I think a big thing stopping people accepting nuance in regards to the gendered socialization one picks up, is because so much of our theories about CIS gender dynamics can become very thorny and not as immediately satisfying if that happens. A very unambiguous socialization model seems super super baked into everything third wave feminism has to say.
The existence of trans ppl definitely throws a wrench into a lot of simpler frameworks for gender in society. That’s one reason terfs, who are 2nd wave feminists and even more behind, can’t stand trans ppl bc terfs can’t really reconcile their narrative about how being “female” can only be understood as an oppressed class you’re put into based on genitalia at birth and then imprisoned in due to socialization–and how abolishing these classes would solve patriarchy. Now suddenly you have ppl saying they identify as women despite being “socialized as male” and ppl saying they identify as men despite being “socialized as female”? That flies in the face of the framework. It starts to become clear that gender is more than a hierarchical class system rooted in power and oppression, but also has a component of identity and self-expression.
Fortunately, most of us have moved on from 2nd wave feminism. We have come to realize that gender is more than that. Most women and men don’t want to cease being women and men, and that desire isn’t necessarily incompatible with dismantling patriarchy or challenging gender norms.
Later strands of feminism take the identity and self-expression aspects of gender into account but tend to use clumsy attempts to reconcile the problems trans people bring up, i.e. disconnect between identifying as one gender but being treated as another, spending a large portion of your life living as one gender and another portion of your life living as another, being treated as one gender in some instances and another gender in different instances, opting to live as one gender despite years of being “raised” as another, being unable to identify or tell everyone’s gender by their behavior and appearance, identifying as /neither/ male or female, etc.
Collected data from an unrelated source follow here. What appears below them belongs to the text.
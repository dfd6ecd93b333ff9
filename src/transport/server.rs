//! # Client-Facing Transport
//!
//! Accept loop, per-connection reader/writer tasks, and the engine task
//! that owns all protocol state.
//!
//! The engine is deliberately not shared: reader tasks forward raw bytes
//! over a channel, and one task drives [`Engine`] from a fixed scheduling
//! tick. Writers receive flushed output per session over their own channel,
//! so a slow client never blocks dispatch.

use std::net::{IpAddr, SocketAddr};
use std::sync::Arc;
use std::time::{Duration, Instant};

use bytes::Bytes;
use futures::{SinkExt, StreamExt};
use tokio::net::tcp::{OwnedReadHalf, OwnedWriteHalf};
use tokio::net::{TcpListener, TcpStream};
use tokio::sync::mpsc;
use tokio_util::codec::{BytesCodec, FramedRead, FramedWrite};
use tracing::{debug, error, info, instrument, warn};

use crate::broadcast::WorldIndex;
use crate::config::NetworkConfig;
use crate::dispatch::engine::Engine;
use crate::dispatch::session::SessionId;
use crate::error::Result;
use crate::transport::backend::run_backend_link;

/// Events flowing from socket tasks into the engine task.
pub(crate) enum Event {
    Accepted(TcpStream, SocketAddr),
    ClientBytes(SessionId, Bytes),
    ClientClosed(SessionId),
    /// A fresh backend socket; carries the channel its writer drains.
    BackendConnected(mpsc::UnboundedSender<Bytes>),
    BackendBytes(Bytes),
    BackendClosed,
}

/// Start the server and run until CTRL+C.
#[instrument(skip(cfg, world), fields(address = %cfg.server.address))]
pub async fn start_server(cfg: NetworkConfig, world: Arc<dyn WorldIndex>) -> Result<()> {
    // Create internal shutdown channel
    let (shutdown_tx, shutdown_rx) = mpsc::channel::<()>(1);

    // Set up ctrl-c handler that sends to our internal shutdown channel
    tokio::spawn(async move {
        if let Ok(()) = tokio::signal::ctrl_c().await {
            info!("Received CTRL+C signal, shutting down");
            let _ = shutdown_tx.send(()).await;
        }
    });

    start_server_with_shutdown(cfg, world, shutdown_rx).await
}

/// Start the server with an external shutdown channel.
#[instrument(skip_all, fields(address = %cfg.server.address))]
pub async fn start_server_with_shutdown(
    cfg: NetworkConfig,
    world: Arc<dyn WorldIndex>,
    mut shutdown_rx: mpsc::Receiver<()>,
) -> Result<()> {
    for problem in cfg.validate() {
        warn!(problem, "configuration");
    }

    let listener = TcpListener::bind(&cfg.server.address).await?;
    info!(address = %cfg.server.address, "Listening for clients");

    let (event_tx, mut event_rx) = mpsc::unbounded_channel::<Event>();

    // Accept loop
    let accept_tx = event_tx.clone();
    tokio::spawn(async move {
        loop {
            match listener.accept().await {
                Ok((stream, addr)) => {
                    if accept_tx.send(Event::Accepted(stream, addr)).is_err() {
                        return;
                    }
                }
                Err(e) => error!(error = %e, "Error accepting connection"),
            }
        }
    });

    // Backend link with fixed-interval reconnect
    tokio::spawn(run_backend_link(cfg.backend.clone(), event_tx.clone()));

    let mut engine = Engine::new(cfg.clone(), world);
    let metrics = engine.metrics();
    let mut backend_tx: Option<mpsc::UnboundedSender<Bytes>> = None;

    let mut tick = tokio::time::interval(cfg.server.tick_interval);
    let mut sweep = tokio::time::interval(cfg.handoff.sweep_interval);
    let mut metrics_timer = tokio::time::interval(Duration::from_secs(60));

    loop {
        tokio::select! {
            _ = shutdown_rx.recv() => {
                info!(sessions = engine.session_count(), "Shutting down server");
                metrics.log_metrics();
                return Ok(());
            }

            Some(event) = event_rx.recv() => {
                handle_event(&mut engine, &mut backend_tx, &event_tx, event);
                pump_backend(&mut engine, &backend_tx);
            }

            _ = tick.tick() => {
                let closed = engine.tick(Instant::now());
                for sid in closed {
                    debug!(session = %sid, "session reaped");
                }
                pump_backend(&mut engine, &backend_tx);
            }

            _ = sweep.tick() => {
                engine.sweep(Instant::now());
                pump_backend(&mut engine, &backend_tx);
            }

            _ = metrics_timer.tick() => {
                metrics.log_metrics();
            }
        }
    }
}

fn handle_event(
    engine: &mut Engine,
    backend_tx: &mut Option<mpsc::UnboundedSender<Bytes>>,
    event_tx: &mpsc::UnboundedSender<Event>,
    event: Event,
) {
    match event {
        Event::Accepted(stream, addr) => {
            let client_ip = match addr.ip() {
                IpAddr::V4(v4) => u32::from(v4),
                IpAddr::V6(_) => 0,
            };
            let sid = engine.session_opened(client_ip);
            info!(session = %sid, peer = %addr, "New connection established");

            let (rd, wr) = stream.into_split();
            let (tx, rx) = mpsc::unbounded_channel::<Bytes>();
            engine.attach_writer(sid, tx);
            tokio::spawn(client_writer(rx, wr));
            tokio::spawn(client_reader(sid, rd, event_tx.clone()));
        }
        Event::ClientBytes(sid, bytes) => engine.feed(sid, &bytes),
        Event::ClientClosed(sid) => engine.session_closed(sid),
        Event::BackendConnected(tx) => {
            *backend_tx = Some(tx);
            engine.backend_socket_opened();
        }
        Event::BackendBytes(bytes) => {
            if let Err(e) = engine.on_backend_bytes(&bytes) {
                // A protocol violation from the backend is fatal to the
                // link; dropping the writer closes the socket and the
                // reconnect loop takes it from there.
                error!(error = %e, "backend link protocol violation");
                engine.backend_socket_closed();
                *backend_tx = None;
            }
        }
        Event::BackendClosed => {
            engine.backend_socket_closed();
            *backend_tx = None;
        }
    }
}

/// Forward whatever the engine owes the backend to its writer task.
fn pump_backend(engine: &mut Engine, backend_tx: &Option<mpsc::UnboundedSender<Bytes>>) {
    let out = engine.backend_outgoing();
    if out.is_empty() {
        return;
    }
    if let Some(tx) = backend_tx {
        let _ = tx.send(out);
    }
}

async fn client_reader(
    sid: SessionId,
    rd: OwnedReadHalf,
    events: mpsc::UnboundedSender<Event>,
) {
    let mut chunks = FramedRead::new(rd, BytesCodec::new());
    while let Some(chunk) = chunks.next().await {
        match chunk {
            Ok(bytes) => {
                if events.send(Event::ClientBytes(sid, bytes.freeze())).is_err() {
                    return;
                }
            }
            Err(e) => {
                debug!(session = %sid, error = %e, "client read error");
                break;
            }
        }
    }
    let _ = events.send(Event::ClientClosed(sid));
}

/// Drains a session's flushed output. Ends when the engine drops the
/// session (sender closed) or the peer stops reading.
async fn client_writer(mut rx: mpsc::UnboundedReceiver<Bytes>, wr: OwnedWriteHalf) {
    let mut sink = FramedWrite::new(wr, BytesCodec::new());
    while let Some(bytes) = rx.recv().await {
        if sink.send(bytes).await.is_err() {
            break;
        }
    }
    // BytesCodec encodes both Bytes and BytesMut, so the item type must be
    // named for close() to resolve.
    let _ = SinkExt::<Bytes>::close(&mut sink).await;
}

#[cfg(test)]
mod tests {
    use super::*;
    use tokio::io::AsyncReadExt;

    #[tokio::test]
    async fn writer_drains_queued_output_then_closes_the_socket() {
        let listener = TcpListener::bind("127.0.0.1:0").await.unwrap();
        let addr = listener.local_addr().unwrap();
        let client = TcpStream::connect(addr).await.unwrap();
        let (stream, _) = listener.accept().await.unwrap();

        let (_rd, wr) = stream.into_split();
        let (tx, rx) = mpsc::unbounded_channel::<Bytes>();
        let writer = tokio::spawn(client_writer(rx, wr));

        tx.send(Bytes::from_static(b"hello")).unwrap();
        tx.send(Bytes::from_static(b" there")).unwrap();
        drop(tx);

        // read_to_end returns only once the writer closed its half
        let (mut peer_rd, _peer_wr) = client.into_split();
        let mut buf = Vec::new();
        peer_rd.read_to_end(&mut buf).await.unwrap();
        assert_eq!(buf, b"hello there");
        writer.await.unwrap();
    }
}
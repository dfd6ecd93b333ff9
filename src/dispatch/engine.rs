//! # Dispatch Engine
//!
//! Single-threaded core owning every session, the auth-node store, and the
//! backend link. All mutation funnels through one engine value driven by
//! the transport's scheduling tick, so none of the state behind it needs
//! locking.
//!
//! Each tick walks every connection with pending input and dispatches at
//! most a fixed number of frames per connection, round-robin, so one
//! flooding client cannot starve the rest. Frames from one connection are
//! always processed in arrival order.
//!
//! A session is detached from the table while its handler runs; handlers
//! get `&mut Engine` and may deliver to any other session, begin handoffs,
//! or talk to the backend. Output addressed to the detached session is
//! parked and re-queued when it is reinserted. Teardown requested by a
//! handler takes effect only after the current frame fully returns.

use std::collections::HashMap;
use std::sync::Arc;
use std::time::Instant;

use bytes::Bytes;
use rand::random;
use tracing::{debug, info, warn};

use crate::backend::auth::{AuthNode, AuthStore, HandoffState};
use crate::backend::link::BackendLink;
use crate::backend::wire::{self, BackendMsg};
use crate::broadcast::{
    self, AreaParams, BroadcastOptions, DeliveryScope, EntityId, MapId, Payload, RawPayload,
    Recipients, VersionedEncoder, WorldIndex,
};
use crate::codec::cursor::ByteWriter;
use crate::codec::framing::Frame;
use crate::codec::registry::{opcodes, Descriptor, FrameLen, Registry};
use crate::config::NetworkConfig;
use crate::dispatch::handler::HandlerMap;
use crate::dispatch::session::{Session, SessionId, SessionPhase};
use crate::error::{ProtocolError, RejectReason, Result};
use crate::utils::metrics::Metrics;

/// Smallest and largest account id a handshake may carry. Anything outside
/// this window fails version sniffing for every registered version.
pub const ACCOUNT_ID_MIN: u32 = 2_000_000;
pub const ACCOUNT_ID_MAX: u32 = 100_000_000;

/// Identity material a login presents, as carried by the handshake frame.
#[derive(Debug, Clone, Copy, PartialEq, Eq)]
pub struct LoginCredentials {
    pub account_id: u32,
    pub char_id: u32,
    /// Correlation token issued to the client by the backend beforehand.
    pub token1: u32,
    pub sex: u8,
}

/// Where a map-change is headed; kept until the backend answers so the
/// route request can be re-issued after a link loss.
#[derive(Debug, Clone)]
struct RoutePlan {
    map: String,
    x: i16,
    y: i16,
    ip: u32,
    port: u16,
}

/// Identity of the session currently detached for handler dispatch.
struct DetachedMeta {
    id: SessionId,
    version: Option<u16>,
    active: bool,
}

enum Sniff {
    Match(u16),
    Incomplete,
    NoMatch,
}

/// The dispatch engine. One per process, owned by the transport task.
pub struct Engine {
    registry: Arc<Registry>,
    handlers: Arc<HandlerMap>,
    sessions: HashMap<SessionId, Session>,
    by_entity: HashMap<EntityId, SessionId>,
    by_account: HashMap<u32, SessionId>,
    auth: AuthStore,
    link: BackendLink,
    world: Arc<dyn WorldIndex>,
    cfg: NetworkConfig,
    metrics: Arc<Metrics>,
    route_plans: HashMap<u32, RoutePlan>,
    next_session: u64,
    started: Instant,
    detached: Option<DetachedMeta>,
    /// Output addressed to the detached session while a handler runs.
    pending_sends: Vec<(SessionId, Bytes)>,
}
The fact that gender involves coercive socialization is not something any of us trans people would deny: we are the first to point out how we are all forcibly assigned a gender at birth and raised according to the strictures of that gender. In fact, our experience is even more painfully at odds with that gender assignment than the average cisgender person. Which is why most (non-feminist) cis people’s first objections to trans people are that we’re trying to say gender isn’t biological or innate but socially constructed and we’re all being pushed to play narrowly defined roles. The average person has to reconcile a completely uncritical understanding of gender as innate when presented with exceptions that prove the rule. Most cis people balk at this and just try to deny our existence in response.
Feminists on the other hand ALREADY KNOW gender is socially constructed. I think this is why SOME cis feminists are more readily able to absorb trans people into their worldview. After all: gender is socially constructed, it’s forced on all of us, and being gender nonconforming can be seen as a form of rebellion. HOWEVER, even the most well-meaning, trans-positive cis feminism will find points of conflict with trans existence. Like you say, that the explanations reliably model CIS gender dynamics and experience but not trans ones. Unfortunately, a lot of feminist critique of male power/privilege and female oppression rely on the very gender binary system that, in mainstream patriarchal society, situates male and female at opposite, mutually exclusive poles.
We know to critique the gender binary of course. We know it’s “bad” or at the very least incomplete, but beyond an elucidation into restrictive gender norms that keep women down or further men’s toxic behavior, no feminist framework truly escapes the binary. We still talk in terms of men versus women, male and female socialization, etc. I’m not saying this is wrong per se when you consider that, in many circumstances this framework actually is correct. You can probably compare most mainstream current feminist thought to Newtonian physics: it’s a perfectly accurate model in the limited scope it was used to model phenomena. In fact, to do away with it would be a mistake.
And I guess that’s what I mean about trying to reconcile anything being next to impossible because I would say the trans model, like the Einsteinian model, is looking at things with a different lens. Using a lens that includes the phenomena of trans experience we see gender differently–and dynamics do not follow the predictions we would make with the cis feminist model. But I would say that like the Einsteinian model, the trans lens does reveal things the cis feminist model left out and see the original phenomena we measured in a different light. If someone accepts that gender is an identity, and not just a mode of oppression or power, that may change how someone approaches feminism and liberation, particularly in terms of how their actions and words might impact trans people.
One problem is we do not deal very honestly or thoroughly with this issue. We sidestep the conflicts that arise–the ways in which trans existence challenges cis feminism–for a variety of reasons, I think partially in the name of solidarity, partially because we fear minimizing/enabling/obfuscating the very real system of patriarchal power or, on the other hand, excluding or hurting trans people from the conversation by acknowledging the conflict. I think our constant quest for solidarity and intersectionality–for a wholeness of theory–has forced us to collapse the complexity of this issue. But the feminist lens and trans lens are different lenses, and that needs to be acknowledged sooner rather than later.